The most ancient seal dates from 1443 and the first record from 1409. This coat of arms was widespread mainly in the regions of Kraków, Płock, Sandomierz, Sieradz, and also in Podlasie, Rawa, Ruthenia, and Lithuania. It exists in eight variants.
Families of magnate status bearing Radwan arms were the Babski's, and the Magnuszewski's and Uchański's, parts of the Mazovian feudal elite; however, many branches of the Radwans never transcended the status of middle and lesser nobility.
"In Poland, the Radwanice were noted relatively early as the descendants of Radwan, a knight active a few decades earlier. ..."

Kasper Niesiecki S.J. in his writes:
"It was awarded during the reign of King Boleslaw Smialy on the occasion of a battle with Ruthenia; a captain named Radwan had been sent out on a foray with part of the army. He happened upon the enemy camp in such close quarters that they could neither protect themselves from a skirmish with the Ruthenians, nor fight with them, inasmuch as their numbers were so much smaller. But they all agreed it was better to fall dead on the spot than to encourage the enemy by fleeing. So with all their heart they sprang toward the Ruthenians, whose knights were daunted by this attack; but when they saw the small numbers against them, the Ruthenians grew bold, and not only took away their banner, but dispersed them as well. Captain Radwan, wishing to encourage his men to fight once more, rushed to a nearby church, where he seized the church's banner; he then gathered his men and courageously attacked the enemy.
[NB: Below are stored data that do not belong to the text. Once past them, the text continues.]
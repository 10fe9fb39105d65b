//! In-memory repositories used by the router tests.

use std::sync::Arc;

use async_trait::async_trait;
use axum::Router;
use tokio::sync::RwLock;
use uuid::Uuid;

use crate::{
    auth::AuthService,
    error::StoreError,
    order::{
        order_models::{Order, UpdateResult},
        Document, OrderRepository, OrderService,
    },
    routes::create_router,
    state::AppState,
    user::{User, UserRepository},
};

pub fn app(orders: Arc<dyn OrderRepository>, users: Arc<dyn UserRepository>) -> Router {
    create_router(AppState::new(
        OrderService::new(orders),
        AuthService::new(users),
    ))
}

#[derive(Default)]
pub struct MemoryOrderRepository {
    orders: RwLock<Vec<Order>>,
}

impl MemoryOrderRepository {
    pub async fn len(&self) -> usize {
        self.orders.read().await.len()
    }

    pub async fn snapshot(&self) -> Vec<Order> {
        self.orders.read().await.clone()
    }
}

#[async_trait]
impl OrderRepository for MemoryOrderRepository {
    async fn find_all(&self) -> Result<Vec<Order>, StoreError> {
        Ok(self.snapshot().await)
    }

    async fn insert_one(&self, fields: Document) -> Result<Uuid, StoreError> {
        let id = Uuid::new_v4();
        self.orders.write().await.push(Order { id, fields });
        Ok(id)
    }

    async fn update_one(&self, id: Uuid, fields: Document) -> Result<UpdateResult, StoreError> {
        let mut orders = self.orders.write().await;
        let Some(order) = orders.iter_mut().find(|order| order.id == id) else {
            return Ok(UpdateResult { matched_count: 0 });
        };

        order.fields.extend(fields);
        Ok(UpdateResult { matched_count: 1 })
    }
}

#[derive(Default)]
pub struct MemoryUserRepository {
    users: Vec<User>,
}

impl MemoryUserRepository {
    pub fn with_user(username: &str, password: &str) -> Self {
        Self {
            users: vec![User {
                username: username.to_string(),
                password_hash: bcrypt::hash(password, 4).unwrap(),
            }],
        }
    }
}

#[async_trait]
impl UserRepository for MemoryUserRepository {
    async fn find_by_username(&self, username: &str) -> Result<Option<User>, StoreError> {
        Ok(self.users.iter().find(|u| u.username == username).cloned())
    }
}

/// Every call fails as if the database were unreachable.
pub struct FailingRepository;

#[async_trait]
impl OrderRepository for FailingRepository {
    async fn find_all(&self) -> Result<Vec<Order>, StoreError> {
        Err(sqlx::Error::PoolTimedOut.into())
    }

    async fn insert_one(&self, _fields: Document) -> Result<Uuid, StoreError> {
        Err(sqlx::Error::PoolTimedOut.into())
    }

    async fn update_one(&self, _id: Uuid, _fields: Document) -> Result<UpdateResult, StoreError> {
        Err(sqlx::Error::PoolTimedOut.into())
    }
}

#[async_trait]
impl UserRepository for FailingRepository {
    async fn find_by_username(&self, _username: &str) -> Result<Option<User>, StoreError> {
        Err(sqlx::Error::PoolTimedOut.into())
    }
}
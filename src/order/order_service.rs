use std::sync::Arc;

use super::{
    order_dto::InsertOneResult,
    order_models::{contains_nul, parse_order_id, without_id, Document, Order},
    order_repository::OrderRepository,
};
use crate::error::{AppError, Result};

pub const FETCH_ERROR: &str = "Error fetching data";
pub const INSERT_ERROR: &str = "Error al insertar nuevo pedido";
pub const UPDATE_ERROR: &str = "Error al actualizar el pedido";
pub const ORDER_NOT_FOUND: &str = "Pedido no encontrado";
pub const UNSUPPORTED_CHARACTER: &str = "El pedido contiene caracteres no admitidos (\\u0000)";

/// Service layer for order documents.
#[derive(Clone)]
pub struct OrderService {
    repo: Arc<dyn OrderRepository>,
}

impl OrderService {
    pub fn new(repo: Arc<dyn OrderRepository>) -> Self {
        Self { repo }
    }

    pub async fn list_orders(&self) -> Result<Vec<Document>> {
        let orders = self
            .repo
            .find_all()
            .await
            .map_err(AppError::store(FETCH_ERROR))?;

        Ok(orders.into_iter().map(Order::into_document).collect())
    }

    pub async fn create_order(&self, order: Document) -> Result<InsertOneResult> {
        let order = without_id(order);
        if contains_nul(&order) {
            return Err(AppError::BadRequest(UNSUPPORTED_CHARACTER));
        }

        let id = self
            .repo
            .insert_one(order)
            .await
            .map_err(AppError::store(INSERT_ERROR))?;

        tracing::debug!(order_id = %id, "Order created");
        Ok(InsertOneResult::new(id))
    }

    /// Merges `fields` into the order named by `raw_id`.
    ///
    /// A malformed id is reported like any other update failure.
    pub async fn update_order(&self, raw_id: &str, fields: Document) -> Result<()> {
        let id = parse_order_id(raw_id).map_err(AppError::store(UPDATE_ERROR))?;
        let fields = without_id(fields);
        if contains_nul(&fields) {
            return Err(AppError::BadRequest(UNSUPPORTED_CHARACTER));
        }

        let result = self
            .repo
            .update_one(id, fields)
            .await
            .map_err(AppError::store(UPDATE_ERROR))?;

        if result.matched_count == 0 {
            return Err(AppError::NotFound(ORDER_NOT_FOUND));
        }

        tracing::debug!(order_id = %id, "Order updated");
        Ok(())
    }
}
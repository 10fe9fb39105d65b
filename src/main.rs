mod auth;
mod config;
mod db;
mod dto;
mod error;
mod extract;
mod order;
mod routes;
mod state;
#[cfg(test)]
mod testing;
mod user;

use anyhow::Context;
use config::Config;
use db::{create_pool, ensure_collections};
use routes::create_router;
use state::AppState;
use tracing_subscriber::{layer::SubscriberExt, util::SubscriberInitExt};

#[tokio::main]
async fn main() {
    // Load environment variables
    dotenv::dotenv().ok();

    // Initialize tracing
    tracing_subscriber::registry()
        .with(
            tracing_subscriber::EnvFilter::try_from_default_env()
                .unwrap_or_else(|_| "info,order_service=debug,tower_http=debug".into()),
        )
        .with(tracing_subscriber::fmt::layer())
        .init();

    if let Err(e) = run().await {
        tracing::error!("{:#}", e);
        std::process::exit(1);
    }
}

async fn run() -> anyhow::Result<()> {
    let config = Config::from_env()?;

    // The listener is only bound once the store is reachable
    tracing::info!("Connecting to database...");
    let db = create_pool(&config.database_url, config.max_connections)
        .await
        .context("Error connecting to the database")?;
    ensure_collections(&db)
        .await
        .context("Error preparing the pedidos/usuarios collections")?;
    tracing::info!("Connected to database");

    let app = create_router(AppState::from_pool(db));

    let addr = config.addr();
    let listener = tokio::net::TcpListener::bind(&addr)
        .await
        .with_context(|| format!("Error binding {}", addr))?;

    tracing::info!("Server running on http://{}", addr);
    tracing::info!("Swagger UI available at http://{}/swagger-ui", addr);

    axum::serve(listener, app).await?;

    Ok(())
}
use thiserror::Error;

const DEFAULT_HOST: &str = "0.0.0.0";
const DEFAULT_PORT: u16 = 5000;
const DEFAULT_MAX_CONNECTIONS: u32 = 5;

#[derive(Error, Debug, PartialEq)]
pub enum ConfigError {
    #[error("{0} must be set")]
    Missing(&'static str),

    #[error("{name} must be a number, got {value:?}")]
    Invalid { name: &'static str, value: String },
}

#[derive(Clone, Debug)]
pub struct Config {
    pub database_url: String,
    pub host: String,
    pub port: u16,
    pub max_connections: u32,
}

impl Config {
    pub fn from_env() -> Result<Self, ConfigError> {
        Self::from_lookup(|name| std::env::var(name).ok())
    }

    pub fn from_lookup<F>(lookup: F) -> Result<Self, ConfigError>
    where
        F: Fn(&str) -> Option<String>,
    {
        let database_url = lookup("DATABASE_URL")
            .filter(|url| !url.trim().is_empty())
            .ok_or(ConfigError::Missing("DATABASE_URL"))?;

        Ok(Self {
            database_url,
            host: lookup("HOST").unwrap_or_else(|| DEFAULT_HOST.to_string()),
            port: parse_or("PORT", lookup("PORT"), DEFAULT_PORT)?,
            max_connections: parse_or(
                "DATABASE_MAX_CONNECTIONS",
                lookup("DATABASE_MAX_CONNECTIONS"),
                DEFAULT_MAX_CONNECTIONS,
            )?,
        })
    }

    pub fn addr(&self) -> String {
        format!("{}:{}", self.host, self.port)
    }
}

fn parse_or<T: std::str::FromStr>(
    name: &'static str,
    value: Option<String>,
    default: T,
) -> Result<T, ConfigError> {
    match value {
        None => Ok(default),
        Some(value) => value
            .trim()
            .parse()
            .map_err(|_| ConfigError::Invalid { name, value }),
    }
}

#[cfg(test)]
mod tests {
    use super::*;
    use std::collections::HashMap;

    fn lookup(vars: &[(&str, &str)]) -> impl Fn(&str) -> Option<String> {
        let vars: HashMap<String, String> = vars
            .iter()
            .map(|(k, v)| (k.to_string(), v.to_string()))
            .collect();
        move |name| vars.get(name).cloned()
    }

    #[test]
    fn test_missing_database_url() {
        let err = Config::from_lookup(lookup(&[("PORT", "8080")])).unwrap_err();
        assert_eq!(err, ConfigError::Missing("DATABASE_URL"));

        let err = Config::from_lookup(lookup(&[("DATABASE_URL", "  ")])).unwrap_err();
        assert_eq!(err, ConfigError::Missing("DATABASE_URL"));
    }

    #[test]
    fn test_defaults() {
        let config =
            Config::from_lookup(lookup(&[("DATABASE_URL", "postgres://localhost/guido")])).unwrap();
        assert_eq!(config.port, 5000);
        assert_eq!(config.max_connections, 5);
        assert_eq!(config.addr(), "0.0.0.0:5000");
    }

    #[test]
    fn test_overrides() {
        let config = Config::from_lookup(lookup(&[
            ("DATABASE_URL", "postgres://localhost/guido"),
            ("HOST", "127.0.0.1"),
            ("PORT", "3000"),
        ]))
        .unwrap();
        assert_eq!(config.addr(), "127.0.0.1:3000");
    }

    #[test]
    fn test_invalid_port() {
        let err = Config::from_lookup(lookup(&[
            ("DATABASE_URL", "postgres://localhost/guido"),
            ("PORT", "abc"),
        ]))
        .unwrap_err();
        assert!(matches!(err, ConfigError::Invalid { name: "PORT", .. }));
    }
}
The Ruthenians took this to mean a new army with fresh troops had joined the battle, and began to retreat and flee. So Radwan's banner carried the day, and for this he received that church's banner for his shield, as well as other gifts.
Paprocki, however, gives this as occurring during the rule of Bolesław Chrobry in 1021. He writes that Radwan was a royal chancellor, which information he is supposed to have taken from ancient royal grants. I conclude from this that either this clan sign is more ancient than the time of Bolesław Śmiały and originated in the time of Bolesław Krzywousty , to whom some authors ascribe its conferment on that aforementioned Radwan; or else that before the time of Bolesław Śmiały the Radwans used some other arms in their seal: for instance, that Radwan whom Paprocki gives as Bishop of Poznań in 1138. Długosz, in 'Vitae Episcop. Posnan. ' does not include him under Radwan arms, but Sreniawa; there I, too, will speak of him."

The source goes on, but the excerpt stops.